§ Your instructions:
How many lines in the records below contain the word "bytes"? Answer with the number only.

§ Data for processing:
------------------------------
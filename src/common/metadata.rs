use std::ops::{Deref, Not};

use crate::error::{QRError, QRResult};

// Color
//------------------------------------------------------------------------------

#[derive(Debug, PartialEq, Eq, Copy, Clone, Hash)]
pub enum Color {
    Light,
    Dark,
}

impl Color {
    pub fn select<T>(&self, light: T, dark: T) -> T {
        match self {
            Self::Light => light,
            Self::Dark => dark,
        }
    }
}

impl From<bool> for Color {
    fn from(dark: bool) -> Self {
        if dark {
            Self::Dark
        } else {
            Self::Light
        }
    }
}

impl Not for Color {
    type Output = Self;
    fn not(self) -> Self::Output {
        match self {
            Self::Light => Self::Dark,
            Self::Dark => Self::Light,
        }
    }
}

// Error correction level
//------------------------------------------------------------------------------

#[derive(Debug, PartialEq, Eq, Copy, Clone, PartialOrd, Ord, Hash)]
pub enum ECLevel {
    L = 0,
    M = 1,
    Q = 2,
    H = 3,
}

impl ECLevel {
    pub const ALL: [ECLevel; 4] = [Self::L, Self::M, Self::Q, Self::H];

    // Two bit indicator stored in format info: L=01, M=00, Q=11, H=10
    pub fn format_bits(self) -> u32 {
        (self as u32) ^ 1
    }
}

impl std::str::FromStr for ECLevel {
    type Err = QRError;
    fn from_str(s: &str) -> Result<Self, Self::Err> {
        match s.to_ascii_uppercase().as_str() {
            "L" => Ok(Self::L),
            "M" => Ok(Self::M),
            "Q" => Ok(Self::Q),
            "H" => Ok(Self::H),
            _ => Err(QRError::InvalidArgument(format!("Unknown error correction level: {s}"))),
        }
    }
}

// Block shape
//------------------------------------------------------------------------------

/// Data and error correction byte counts of one Reed-Solomon block.
#[derive(Debug, PartialEq, Eq, Copy, Clone)]
pub struct BlockSpec {
    pub data_len: usize,
    pub ec_len: usize,
}

impl BlockSpec {
    pub fn len(&self) -> usize {
        self.data_len + self.ec_len
    }
}

// Version
//------------------------------------------------------------------------------

#[derive(Debug, PartialEq, Eq, Copy, Clone, PartialOrd, Ord, Hash)]
pub struct Version(usize);

impl Version {
    pub fn new(ver: usize) -> QRResult<Self> {
        if !(1..=MAX_VERSION).contains(&ver) {
            return Err(QRError::InvalidVersion);
        }
        Ok(Self(ver))
    }

    pub fn all() -> impl Iterator<Item = Version> {
        (1..=MAX_VERSION).map(Version)
    }

    pub const fn width(self) -> usize {
        self.0 * 4 + 17
    }

    fn ec_row(self, ecl: ECLevel) -> (usize, usize, usize, usize, usize) {
        EC_BLOCKS[self.0 - 1][ecl as usize]
    }

    pub fn total_codewords(self) -> usize {
        // Identical across EC levels
        let (ec, c1, d1, c2, d2) = self.ec_row(ECLevel::L);
        c1 * (d1 + ec) + c2 * (d2 + ec)
    }

    pub fn data_codewords(self, ecl: ECLevel) -> usize {
        let (_, c1, d1, c2, d2) = self.ec_row(ecl);
        c1 * d1 + c2 * d2
    }

    pub fn data_bit_capacity(self, ecl: ECLevel) -> usize {
        self.data_codewords(ecl) << 3
    }

    /// Splits the symbol's codewords into Reed-Solomon blocks, shorter group
    /// first.
    pub fn ec_blocks(self, ecl: ECLevel) -> QRResult<Vec<BlockSpec>> {
        split_blocks(self.ec_row(ecl), self.total_codewords())
    }

    pub fn remainder_bits(self) -> usize {
        match self.0 {
            2..=6 => 7,
            14..=20 | 28..=34 => 3,
            21..=27 => 4,
            _ => 0,
        }
    }

    pub fn alignment_pattern(self) -> &'static [i16] {
        ALIGNMENT_PATTERN_POSITIONS[self.0 - 1]
    }

    /// 18-bit version information, BCH(18, 6). Only drawn from version 7 up.
    pub fn info(self) -> u32 {
        let v = self.0 as u32;
        (v << 12) | bch_code(v, VERSION_INFO_POLY)
    }
}

impl Deref for Version {
    type Target = usize;
    fn deref(&self) -> &Self::Target {
        &self.0
    }
}

// The two groups must differ by exactly one data byte and the row must account
// for the symbol's codewords.
fn split_blocks(row: (usize, usize, usize, usize, usize), total: usize) -> QRResult<Vec<BlockSpec>> {
    let (ec, c1, d1, c2, d2) = row;
    if c1 == 0 || (c2 > 0 && d2 != d1 + 1) {
        return Err(QRError::InterleavingMismatch);
    }
    if c1 * (d1 + ec) + c2 * (d2 + ec) != total {
        return Err(QRError::InterleavingMismatch);
    }

    let mut res = vec![BlockSpec { data_len: d1, ec_len: ec }; c1];
    res.resize(c1 + c2, BlockSpec { data_len: d2, ec_len: ec });
    Ok(res)
}


// Format info
//------------------------------------------------------------------------------

/// 15-bit format information for an EC level and mask id, BCH(15, 5) with
/// the standard XOR mask applied.
pub fn format_info(ecl: ECLevel, mask: u8) -> u32 {
    debug_assert!(mask < 8, "Invalid mask pattern: {mask}");

    let data = (ecl.format_bits() << 3) | mask as u32;
    ((data << 10) | bch_code(data, FORMAT_INFO_POLY)) ^ FORMAT_INFO_MASK
}

fn bch_code(value: u32, poly: u32) -> u32 {
    let msb = |v: u32| 32 - v.leading_zeros();
    let poly_msb = msb(poly);
    let mut v = value << (poly_msb - 1);
    while msb(v) >= poly_msb {
        v ^= poly << (msb(v) - poly_msb);
    }
    v
}


// Global constants
//------------------------------------------------------------------------------

pub const MAX_VERSION: usize = 40;

pub const FORMAT_INFO_BIT_LEN: usize = 15;

pub const VERSION_INFO_BIT_LEN: usize = 18;

const FORMAT_INFO_POLY: u32 = 0x537;

const FORMAT_INFO_MASK: u32 = 0x5412;

const VERSION_INFO_POLY: u32 = 0x1f25;

// (ec bytes per block, group 1 blocks, group 1 data bytes, group 2 blocks,
// group 2 data bytes) per version, indexed by EC level L, M, Q, H
static EC_BLOCKS: [[(usize, usize, usize, usize, usize); 4]; 40] = [
    [(7, 1, 19, 0, 0), (10, 1, 16, 0, 0), (13, 1, 13, 0, 0), (17, 1, 9, 0, 0)],
    [(10, 1, 34, 0, 0), (16, 1, 28, 0, 0), (22, 1, 22, 0, 0), (28, 1, 16, 0, 0)],
    [(15, 1, 55, 0, 0), (26, 1, 44, 0, 0), (18, 2, 17, 0, 0), (22, 2, 13, 0, 0)],
    [(20, 1, 80, 0, 0), (18, 2, 32, 0, 0), (26, 2, 24, 0, 0), (16, 4, 9, 0, 0)],
    [(26, 1, 108, 0, 0), (24, 2, 43, 0, 0), (18, 2, 15, 2, 16), (22, 2, 11, 2, 12)],
    [(18, 2, 68, 0, 0), (16, 4, 27, 0, 0), (24, 4, 19, 0, 0), (28, 4, 15, 0, 0)],
    [(20, 2, 78, 0, 0), (18, 4, 31, 0, 0), (18, 2, 14, 4, 15), (26, 4, 13, 1, 14)],
    [(24, 2, 97, 0, 0), (22, 2, 38, 2, 39), (22, 4, 18, 2, 19), (26, 4, 14, 2, 15)],
    [(30, 2, 116, 0, 0), (22, 3, 36, 2, 37), (20, 4, 16, 4, 17), (24, 4, 12, 4, 13)],
    [(18, 2, 68, 2, 69), (26, 4, 43, 1, 44), (24, 6, 19, 2, 20), (28, 6, 15, 2, 16)],
    [(20, 4, 81, 0, 0), (30, 1, 50, 4, 51), (28, 4, 22, 4, 23), (24, 3, 12, 8, 13)],
    [(24, 2, 92, 2, 93), (22, 6, 36, 2, 37), (26, 4, 20, 6, 21), (28, 7, 14, 4, 15)],
    [(26, 4, 107, 0, 0), (22, 8, 37, 1, 38), (24, 8, 20, 4, 21), (22, 12, 11, 4, 12)],
    [(30, 3, 115, 1, 116), (24, 4, 40, 5, 41), (20, 11, 16, 5, 17), (24, 11, 12, 5, 13)],
    [(22, 5, 87, 1, 88), (24, 5, 41, 5, 42), (30, 5, 24, 7, 25), (24, 11, 12, 7, 13)],
    [(24, 5, 98, 1, 99), (28, 7, 45, 3, 46), (24, 15, 19, 2, 20), (30, 3, 15, 13, 16)],
    [(28, 1, 107, 5, 108), (28, 10, 46, 1, 47), (28, 1, 22, 15, 23), (28, 2, 14, 17, 15)],
    [(30, 5, 120, 1, 121), (26, 9, 43, 4, 44), (28, 17, 22, 1, 23), (28, 2, 14, 19, 15)],
    [(28, 3, 113, 4, 114), (26, 3, 44, 11, 45), (26, 17, 21, 4, 22), (26, 9, 13, 16, 14)],
    [(28, 3, 107, 5, 108), (26, 3, 41, 13, 42), (30, 15, 24, 5, 25), (28, 15, 15, 10, 16)],
    [(28, 4, 116, 4, 117), (26, 17, 42, 0, 0), (28, 17, 22, 6, 23), (30, 19, 16, 6, 17)],
    [(28, 2, 111, 7, 112), (28, 17, 46, 0, 0), (30, 7, 24, 16, 25), (24, 34, 13, 0, 0)],
    [(30, 4, 121, 5, 122), (28, 4, 47, 14, 48), (30, 11, 24, 14, 25), (30, 16, 15, 14, 16)],
    [(30, 6, 117, 4, 118), (28, 6, 45, 14, 46), (30, 11, 24, 16, 25), (30, 30, 16, 2, 17)],
    [(26, 8, 106, 4, 107), (28, 8, 47, 13, 48), (30, 7, 24, 22, 25), (30, 22, 15, 13, 16)],
    [(28, 10, 114, 2, 115), (28, 19, 46, 4, 47), (28, 28, 22, 6, 23), (30, 33, 16, 4, 17)],
    [(30, 8, 122, 4, 123), (28, 22, 45, 3, 46), (30, 8, 23, 26, 24), (30, 12, 15, 28, 16)],
    [(30, 3, 117, 10, 118), (28, 3, 45, 23, 46), (30, 4, 24, 31, 25), (30, 11, 15, 31, 16)],
    [(30, 7, 116, 7, 117), (28, 21, 45, 7, 46), (30, 1, 23, 37, 24), (30, 19, 15, 26, 16)],
    [(30, 5, 115, 10, 116), (28, 19, 47, 10, 48), (30, 15, 24, 25, 25), (30, 23, 15, 25, 16)],
    [(30, 13, 115, 3, 116), (28, 2, 46, 29, 47), (30, 42, 24, 1, 25), (30, 23, 15, 28, 16)],
    [(30, 17, 115, 0, 0), (28, 10, 46, 23, 47), (30, 10, 24, 35, 25), (30, 19, 15, 35, 16)],
    [(30, 17, 115, 1, 116), (28, 14, 46, 21, 47), (30, 29, 24, 19, 25), (30, 11, 15, 46, 16)],
    [(30, 13, 115, 6, 116), (28, 14, 46, 23, 47), (30, 44, 24, 7, 25), (30, 59, 16, 1, 17)],
    [(30, 12, 121, 7, 122), (28, 12, 47, 26, 48), (30, 39, 24, 14, 25), (30, 22, 15, 41, 16)],
    [(30, 6, 121, 14, 122), (28, 6, 47, 34, 48), (30, 46, 24, 10, 25), (30, 2, 15, 64, 16)],
    [(30, 17, 122, 4, 123), (28, 29, 46, 14, 47), (30, 49, 24, 10, 25), (30, 24, 15, 46, 16)],
    [(30, 4, 122, 18, 123), (28, 13, 46, 32, 47), (30, 48, 24, 14, 25), (30, 42, 15, 32, 16)],
    [(30, 20, 117, 4, 118), (28, 40, 47, 7, 48), (30, 43, 24, 22, 25), (30, 10, 15, 67, 16)],
    [(30, 19, 118, 6, 119), (28, 18, 47, 31, 48), (30, 34, 24, 34, 25), (30, 20, 15, 61, 16)],
];

static ALIGNMENT_PATTERN_POSITIONS: [&[i16]; 40] = [
    &[],
    &[6, 18],
    &[6, 22],
    &[6, 26],
    &[6, 30],
    &[6, 34],
    &[6, 22, 38],
    &[6, 24, 42],
    &[6, 26, 46],
    &[6, 28, 50],
    &[6, 30, 54],
    &[6, 32, 58],
    &[6, 34, 62],
    &[6, 26, 46, 66],
    &[6, 26, 48, 70],
    &[6, 26, 50, 74],
    &[6, 30, 54, 78],
    &[6, 30, 56, 82],
    &[6, 30, 58, 86],
    &[6, 34, 62, 90],
    &[6, 28, 50, 72, 94],
    &[6, 26, 50, 74, 98],
    &[6, 30, 54, 78, 102],
    &[6, 28, 54, 80, 106],
    &[6, 32, 58, 84, 110],
    &[6, 30, 58, 86, 114],
    &[6, 34, 62, 90, 118],
    &[6, 26, 50, 74, 98, 122],
    &[6, 30, 54, 78, 102, 126],
    &[6, 26, 52, 78, 104, 130],
    &[6, 30, 56, 82, 108, 134],
    &[6, 34, 60, 86, 112, 138],
    &[6, 30, 58, 86, 114, 142],
    &[6, 34, 62, 90, 118, 146],
    &[6, 30, 54, 78, 102, 126, 150],
    &[6, 24, 50, 76, 102, 128, 154],
    &[6, 28, 54, 80, 106, 132, 158],
    &[6, 32, 58, 84, 110, 136, 162],
    &[6, 26, 54, 82, 110, 138, 166],
    &[6, 30, 58, 86, 114, 142, 170],
];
------------------------------
§ Written solution:
2